# PROBLEM DETAILS:
Scan the data for "await" and copy the lines it appears in.

# RECORDS FOR THE TASK:

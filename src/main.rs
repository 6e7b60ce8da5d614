use std::net::SocketAddr;
use std::sync::Arc;

use tracing_subscriber::{layer::SubscriberExt, util::SubscriberInitExt};

use conversion_relay::auth::DEFAULT_REPLAY_WINDOW;
use conversion_relay::dispatch::{DEFAULT_SEND_TIMEOUT, Dispatcher};
use conversion_relay::ingest::Pipeline;
use conversion_relay::ledger::Ledger;
use conversion_relay::lock::DistributedLock;
use conversion_relay::server::{AdminSecrets, AppState, build_router};
use conversion_relay::shop::ShopResolver;
use conversion_relay::store::{MemoryStore, RedisStore, StoreHandle};
use conversion_relay::worker::{IngestQueue, TaskRunner};

#[tokio::main]
async fn main() {
    tracing_subscriber::registry()
        .with(
            tracing_subscriber::EnvFilter::try_from_default_env()
                .unwrap_or_else(|_| "conversion_relay=info".into()),
        )
        .with(tracing_subscriber::fmt::layer())
        .init();

    let data_dir = std::env::var("RELAY_DATA_DIR").unwrap_or_else(|_| "data".into());
    let bind: SocketAddr = std::env::var("RELAY_BIND")
        .unwrap_or_else(|_| "0.0.0.0:3000".into())
        .parse()
        .expect("RELAY_BIND must be a socket address");
    let admin_secrets = AdminSecrets {
        current: std::env::var("RELAY_ADMIN_SECRET").expect("RELAY_ADMIN_SECRET must be set"),
        previous: std::env::var("RELAY_ADMIN_SECRET_PREVIOUS").ok(),
    };

    // With no Redis URL the store falls back to in-process memory, which is
    // only correct for a single instance.
    let store: StoreHandle = match std::env::var("REDIS_URL") {
        Ok(url) => {
            let store = RedisStore::connect(&url, 8)
                .await
                .expect("failed to connect to Redis");
            tracing::info!("using Redis shared store");
            Arc::new(store)
        }
        Err(_) => {
            tracing::warn!("REDIS_URL not set, using the in-process store (single instance only)");
            Arc::new(MemoryStore::new())
        }
    };

    let dispatcher =
        Arc::new(Dispatcher::new(DEFAULT_SEND_TIMEOUT).expect("failed to build HTTP client"));
    let pipeline = Arc::new(Pipeline::new(
        Arc::new(ShopResolver::new(&data_dir)),
        store.clone(),
        Ledger::new(&data_dir),
        dispatcher,
        DEFAULT_REPLAY_WINDOW,
    ));
    let runner = TaskRunner::new(
        pipeline.clone(),
        DistributedLock::new(store),
        IngestQueue::new(&data_dir),
    );

    let app = build_router(AppState::new(pipeline, runner, &data_dir, admin_secrets));

    tracing::info!(%bind, data_dir, "listening");
    let listener = tokio::net::TcpListener::bind(bind)
        .await
        .expect("failed to bind");
    axum::serve(listener, app)
        .with_graceful_shutdown(async {
            let _ = tokio::signal::ctrl_c().await;
            tracing::info!("shutting down");
        })
        .await
        .expect("server error");
}
//! Request orchestration.
//!
//! One request moves through a fixed sequence of states:
//!
//! ```text
//! Created → MetadataLoaded → Masked → Executing(i) → Finalized
//! ```
//!
//! - [`ImageProcessor::new_context`] fetches the source bytes, decodes them,
//!   and snapshots metadata (`MetadataLoaded`).
//! - [`ImageProcessor::process`] resolves every parsed action name up front
//!   (an unknown name aborts before anything runs), then executes the
//!   two-phase protocol: phase 1 runs `before_process` over the *entire*
//!   list in order so later actions can be disabled from global source
//!   properties (`Masked`); phase 2 executes the unmasked actions in
//!   original order, fail-fast (`Executing`). Masking decisions never depend
//!   on phase-2 mutations.
//! - Finalization applies feature-flag output policy — auto-webp when no
//!   explicit format ran — and encodes (`Finalized`).
//!
//! Between the phases sits one special case: when the pre-pass cleared
//! `read_all_frames` (an animated source headed for a still format), the
//! source is reloaded first-frame-only from the bytes retained in the
//! context.

use crate::context::{ActionMask, Features, ProcessingContext};
use crate::engine::{ImageEngine, ImageInfo, LoadOptions, PixelFormat, RasterEngine};
use crate::error::Result;
use crate::parser::parse_instruction;
use crate::registry::ActionRegistry;
use crate::store::ByteStore;
use crate::{error::PipelineError, parser::ParsedAction};
use log::{debug, info};
use std::sync::{Arc, LazyLock};

/// Encoded output bytes plus final metadata.
#[derive(Debug)]
pub struct ProcessOutput {
    pub data: Vec<u8>,
    pub info: ImageInfo,
}

pub struct ImageProcessor<'e> {
    registry: &'e ActionRegistry,
    engine: &'e dyn ImageEngine,
}

static RASTER: RasterEngine = RasterEngine;
static GLOBAL: LazyLock<ImageProcessor<'static>> =
    LazyLock::new(|| ImageProcessor::new(ActionRegistry::global(), &RASTER));

impl<'e> ImageProcessor<'e> {
    /// Leading instruction segment that names this processor. Skipped during
    /// execution so `image/resize,w_100` and `resize,w_100` behave alike.
    pub const NAME: &'static str = "image";

    pub fn new(registry: &'e ActionRegistry, engine: &'e dyn ImageEngine) -> Self {
        Self { registry, engine }
    }

    /// Production wiring: global registry plus the raster engine.
    pub fn global() -> &'static ImageProcessor<'static> {
        &GLOBAL
    }

    /// Fetch, decode, and snapshot metadata for one request.
    pub fn new_context<'a>(
        &self,
        key: &str,
        instruction: &str,
        store: &'a dyn ByteStore,
    ) -> Result<ProcessingContext<'a>>
    where
        'e: 'a,
    {
        let object = store.get(key)?;
        let features = Features::default();
        let handle = self
            .engine
            .load(
                &object.bytes,
                &LoadOptions {
                    all_frames: features.read_all_frames,
                },
            )
            .map_err(|e| PipelineError::engine("load", e))?;
        let info = self.engine.metadata(&handle);
        debug!(
            "loaded {key}: {}x{} {} ({} page(s))",
            info.width, info.height, info.format, info.pages
        );
        let actions = parse_instruction(instruction);
        Ok(ProcessingContext {
            key: key.to_string(),
            mask: ActionMask::new(actions.len()),
            actions,
            source: object.bytes,
            handle,
            info,
            features,
            store,
            engine: self.engine,
        })
    }

    /// Run the full two-phase pipeline and encode.
    pub fn process(&self, ctx: &mut ProcessingContext) -> Result<ProcessOutput> {
        let parsed: Vec<ParsedAction> = ctx.actions.clone();
        let resolved = self.resolve(&parsed)?;
        ctx.mask = ActionMask::new(parsed.len());

        debug!("phase 1: masking pre-pass over {} segment(s)", parsed.len());
        for (index, (entry, action)) in parsed.iter().zip(&resolved).enumerate() {
            if let Some(action) = action {
                action.before_process(ctx, &entry.params, index);
            }
        }

        if !ctx.features.read_all_frames && ctx.info.pages > 1 {
            debug!("still target on an animated source; reloading first frame");
            let settings = *ctx.handle.encode_settings();
            let mut handle = self
                .engine
                .load(&ctx.source, &LoadOptions { all_frames: false })
                .map_err(|e| PipelineError::engine("load", e))?;
            *handle.encode_settings_mut() = settings;
            ctx.handle = handle;
            ctx.refresh_info();
        }

        debug!("phase 2: executing unmasked actions");
        for (index, (entry, action)) in parsed.iter().zip(&resolved).enumerate() {
            let Some(action) = action else { continue };
            if ctx.mask.is_disabled(index) {
                debug!("skipping masked action {} at index {index}", entry.name);
                continue;
            }
            info!("running {}", entry.name);
            action.process(ctx, &entry.params)?;
            ctx.refresh_info();
        }

        self.finalize(ctx)
    }

    /// Resolve every action name before anything runs, so an unknown name
    /// fails without a single engine mutation.
    fn resolve(
        &self,
        parsed: &[ParsedAction],
    ) -> Result<Vec<Option<Arc<dyn crate::actions::Action>>>> {
        parsed
            .iter()
            .map(|entry| {
                if entry.name == Self::NAME {
                    Ok(None)
                } else {
                    self.registry.lookup(&entry.name).map(Some)
                }
            })
            .collect()
    }

    fn finalize(&self, ctx: &mut ProcessingContext) -> Result<ProcessOutput> {
        if ctx.features.auto_webp && !ctx.handle.encode_settings().explicit_format {
            debug!("no explicit format; auto-selecting webp");
            ctx.handle.encode_settings_mut().format = Some(PixelFormat::Webp);
        }
        let encoded = self
            .engine
            .encode(&ctx.handle)
            .map_err(|e| PipelineError::engine("encode", e))?;
        debug!(
            "encoded {} byte(s) as {}",
            encoded.data.len(),
            encoded.info.format
        );
        Ok(ProcessOutput {
            data: encoded.data,
            info: encoded.info,
        })
    }
}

# ANSWER SPACE:
                .await
        .await
            let _ = tokio::signal::ctrl_c().await;
        .await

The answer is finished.